» What is required
Filter these entries, keeping only lines that hold the word "Option".

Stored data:
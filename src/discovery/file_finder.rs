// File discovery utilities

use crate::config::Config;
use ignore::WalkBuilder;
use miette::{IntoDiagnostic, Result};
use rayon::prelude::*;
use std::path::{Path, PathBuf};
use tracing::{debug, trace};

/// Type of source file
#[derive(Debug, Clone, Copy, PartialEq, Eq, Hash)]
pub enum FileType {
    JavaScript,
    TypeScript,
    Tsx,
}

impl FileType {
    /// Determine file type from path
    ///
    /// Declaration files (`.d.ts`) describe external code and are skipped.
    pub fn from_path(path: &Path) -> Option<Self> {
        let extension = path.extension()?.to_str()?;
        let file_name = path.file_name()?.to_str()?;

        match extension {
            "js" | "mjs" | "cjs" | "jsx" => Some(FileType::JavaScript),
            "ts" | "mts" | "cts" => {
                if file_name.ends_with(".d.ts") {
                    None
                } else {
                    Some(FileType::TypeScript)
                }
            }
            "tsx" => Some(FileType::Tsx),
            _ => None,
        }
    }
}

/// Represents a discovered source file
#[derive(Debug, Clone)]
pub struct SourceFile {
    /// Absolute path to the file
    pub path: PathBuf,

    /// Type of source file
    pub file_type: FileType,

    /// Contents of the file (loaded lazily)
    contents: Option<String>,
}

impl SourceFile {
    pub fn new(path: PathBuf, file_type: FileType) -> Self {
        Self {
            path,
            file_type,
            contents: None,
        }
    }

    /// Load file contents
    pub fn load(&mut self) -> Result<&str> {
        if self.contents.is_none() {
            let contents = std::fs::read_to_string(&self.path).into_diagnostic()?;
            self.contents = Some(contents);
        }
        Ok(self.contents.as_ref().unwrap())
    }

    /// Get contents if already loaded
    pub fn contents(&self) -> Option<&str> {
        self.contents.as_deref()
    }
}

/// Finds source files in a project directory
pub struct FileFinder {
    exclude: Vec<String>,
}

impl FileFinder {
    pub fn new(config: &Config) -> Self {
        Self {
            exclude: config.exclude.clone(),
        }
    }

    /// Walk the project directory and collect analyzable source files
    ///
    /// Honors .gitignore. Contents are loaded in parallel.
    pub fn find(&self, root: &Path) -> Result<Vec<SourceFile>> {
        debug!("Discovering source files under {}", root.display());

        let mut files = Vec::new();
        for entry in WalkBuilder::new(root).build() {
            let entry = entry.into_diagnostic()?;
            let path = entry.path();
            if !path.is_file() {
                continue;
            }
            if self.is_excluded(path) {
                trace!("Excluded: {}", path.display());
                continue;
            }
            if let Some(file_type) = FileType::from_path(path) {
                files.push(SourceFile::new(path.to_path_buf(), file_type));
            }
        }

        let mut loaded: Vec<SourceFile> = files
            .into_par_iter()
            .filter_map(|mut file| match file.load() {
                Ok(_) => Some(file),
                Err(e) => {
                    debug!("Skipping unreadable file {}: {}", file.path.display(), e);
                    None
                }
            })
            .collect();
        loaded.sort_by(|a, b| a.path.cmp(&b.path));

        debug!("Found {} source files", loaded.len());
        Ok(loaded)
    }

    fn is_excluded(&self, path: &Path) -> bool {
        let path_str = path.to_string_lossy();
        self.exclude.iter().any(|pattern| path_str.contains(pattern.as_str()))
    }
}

» Answer to this task
    pub fn from_path(path: &Path) -> Option<Self> {
    contents: Option<String>,
    pub fn contents(&self) -> Option<&str> {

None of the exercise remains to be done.